In a recipe, “1 large egg” nearly always means the edible portion. Bakers care about how much egg goes into the batter, not the shell. So if your goal is consistency, weigh what you crack into the bowl, not what’s in your hand.
Why One Large Egg Can Weigh More Than Another
Even inside the same size class, weights bounce around. A few common reasons:
- Carton averaging: sizes are based on the dozen’s total weight, so individual eggs can vary.
- Shell thickness: thicker shells add grams without adding edible egg.
- Moisture loss over time: eggs slowly lose water through the shell in storage, shaving off a little weight.
- Breed and feed differences: these can nudge yolk-to-white ratios and total mass.

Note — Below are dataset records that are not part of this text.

//! # fastrob G-code
//!
//! Motion command handling between the slicing engine and the compiler:
//!
//! - **Tokenizer**: G-code text → [`MotionCommandStream`]
//! - **Reconstruction**: command stream → layer → path → point [`fastrob_core::Document`]
//! - **Post-processing**: discretize, seam shift, axis offset, clamp
//! - **Filter**: point-prefix views for progress inspection

pub mod command;
pub mod filter;
pub mod postprocess;
pub mod reconstruct;

pub use command::{parse_line, MotionCommand, MotionCommandStream};
pub use filter::{FilterMode, FilterSettings, FilterView};
pub use postprocess::{axis_offset, clamp, clamp_layer, discretize, seam_shift, shift_path};
pub use reconstruct::{encode, reconstruct, PathReconstructor};
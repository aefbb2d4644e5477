//! Slicing engine configuration
//!
//! Flat parameters handed to the external engine, and their translation into
//! command line arguments.

use serde::{Deserialize, Serialize};
use std::f64::consts::PI;
use std::fmt;
use std::path::{Path, PathBuf};
use std::str::FromStr;

/// Infill pattern understood by the engine
#[derive(Debug, Clone, Copy, PartialEq, Eq, Hash, Default, Serialize, Deserialize)]
#[serde(rename_all = "lowercase")]
pub enum FillPattern {
    #[default]
    Rectilinear,
    AlignedRectilinear,
    Grid,
    Triangles,
    Stars,
    Cubic,
    Line,
    Concentric,
    Honeycomb,
    #[serde(rename = "3dhoneycomb")]
    Honeycomb3d,
    Gyroid,
    HilbertCurve,
    ArchimedeanChords,
    Conspiratorial,
    AdaptiveCubic,
    SupportCubic,
    Lightning,
}

impl FillPattern {
    /// Every pattern, in the engine's documentation order
    pub const ALL: [FillPattern; 17] = [
        Self::Rectilinear,
        Self::AlignedRectilinear,
        Self::Grid,
        Self::Triangles,
        Self::Stars,
        Self::Cubic,
        Self::Line,
        Self::Concentric,
        Self::Honeycomb,
        Self::Honeycomb3d,
        Self::Gyroid,
        Self::HilbertCurve,
        Self::ArchimedeanChords,
        Self::Conspiratorial,
        Self::AdaptiveCubic,
        Self::SupportCubic,
        Self::Lightning,
    ];

    /// Name passed on the engine command line
    pub fn as_str(&self) -> &'static str {
        match self {
            Self::Rectilinear => "rectilinear",
            Self::AlignedRectilinear => "alignedrectilinear",
            Self::Grid => "grid",
            Self::Triangles => "triangles",
            Self::Stars => "stars",
            Self::Cubic => "cubic",
            Self::Line => "line",
            Self::Concentric => "concentric",
            Self::Honeycomb => "honeycomb",
            Self::Honeycomb3d => "3dhoneycomb",
            Self::Gyroid => "gyroid",
            Self::HilbertCurve => "hilbertcurve",
            Self::ArchimedeanChords => "archimedeanchords",
            Self::Conspiratorial => "conspiratorial",
            Self::AdaptiveCubic => "adaptivecubic",
            Self::SupportCubic => "supportcubic",
            Self::Lightning => "lightning",
        }
    }
}

impl fmt::Display for FillPattern {
    fn fmt(&self, f: &mut fmt::Formatter<'_>) -> fmt::Result {
        write!(f, "{}", self.as_str())
    }
}

impl FromStr for FillPattern {
    type Err = String;

    fn from_str(s: &str) -> Result<Self, Self::Err> {
        let name = s.trim().to_lowercase();
        Self::ALL
            .into_iter()
            .find(|p| p.as_str() == name)
            .ok_or_else(|| format!("Unknown fill pattern: {}", s))
    }
}

/// Parameters for one engine run.
#[derive(Debug, Clone, PartialEq, Serialize, Deserialize)]
#[serde(default)]
pub struct EngineConfig {
    /// Engine executable, looked up on `PATH` when not absolute
    pub executable: PathBuf,
    /// Arguments placed before the generated ones (e.g. a wrapper invocation)
    pub base_args: Vec<String>,
    pub layer_height: f64,
    /// Bead width, used as nozzle diameter and extrusion width
    pub seam_width: f64,
    pub perimeters: u32,
    pub fill_pattern: FillPattern,
    /// Infill density in percent
    pub fill_density: u32,
    /// Infill angle in degrees
    pub fill_angle: f64,
    /// Maximum infill anchor length
    pub anchor_max: f64,
    /// Bead overlap in percent; derives nozzle and extrusion width from the
    /// layer height when set
    pub overlap: Option<f64>,
}

impl Default for EngineConfig {
    fn default() -> Self {
        Self {
            executable: PathBuf::from("prusa-slicer-console"),
            base_args: Vec::new(),
            layer_height: 2.0,
            seam_width: 6.0,
            perimeters: 1,
            fill_pattern: FillPattern::Rectilinear,
            fill_density: 100,
            fill_angle: 45.0,
            anchor_max: 10.0,
            overlap: None,
        }
    }
}

impl EngineConfig {
    /// Nozzle diameter and extrusion width
    pub fn widths(&self) -> (f64, f64) {
        match self.overlap {
            Some(overlap) => {
                let nozzle = overlap / 100.0 * self.seam_width;
                let extrusion = nozzle + self.layer_height * (1.0 - PI / 4.0);
                (nozzle, extrusion)
            }
            None => (self.seam_width, self.seam_width),
        }
    }

    /// Where the engine writes the motion commands for `mesh`
    pub fn output_path(&self, mesh: &Path) -> PathBuf {
        mesh.with_extension("gcode")
    }

    /// Engine arguments for slicing `mesh`, without the base arguments
    pub fn args(&self, mesh: &Path) -> Vec<String> {
        let (nozzle, extrusion) = self.widths();
        let h = self.layer_height.to_string();

        let options: [(&str, String); 15] = [
            ("--nozzle-diameter", nozzle.to_string()),
            ("--first-layer-height", h.clone()),
            ("--layer-height", h),
            ("--first-layer-extrusion-width", extrusion.to_string()),
            ("--extrusion-width", extrusion.to_string()),
            ("--solid-layers", "0".to_string()),
            ("--perimeters", self.perimeters.to_string()),
            ("--fill-pattern", self.fill_pattern.to_string()),
            ("--infill-overlap", "50%".to_string()),
            ("--fill-density", format!("{}%", self.fill_density)),
            ("--fill-angle", self.fill_angle.to_string()),
            ("--infill-anchor-max", self.anchor_max.to_string()),
            ("--skirts", "0".to_string()),
            ("--filament-retract-length", "0".to_string()),
            ("--output", self.output_path(mesh).display().to_string()),
        ];

        let mut args = vec!["--export-gcode".to_string(), "--dont-arrange".to_string()];
        for (flag, value) in options {
            args.push(flag.to_string());
            args.push(value);
        }
        args.push(mesh.display().to_string());
        args
    }
}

For scrambling breakfast, this variation barely matters. For macarons, custard, or a lean dough where hydration is tight, it can show up in texture.
Shell-On Vs Edible Weight: The Quick Math
If a large egg weighs 57 g shell-on and the edible portion is 50 g, the shell is around 7 g. Some shells are lighter, some heavier. That’s why you’ll see a range when you weigh cracked shells.
When you want repeatable results, use a bowl on the scale:
- Place a bowl on your scale and tare to zero.
- Crack in the egg content only.
- Read the grams and adjust with part of another egg if needed.
This is the move that makes “large egg” stop being a guess.
Large Egg Weights By Size Class
Here’s a carton-label view that ties the USDA size classes to a grams-per-egg picture. The “typical grams per egg” column is a useful working range for shell-on eggs, while the edible portion for a large egg is commonly treated as 50 g in food safety and nutrition references. USDA FSIS “Shell Eggs From Farm To Table” lists the minimum weights per dozen that define these size classes.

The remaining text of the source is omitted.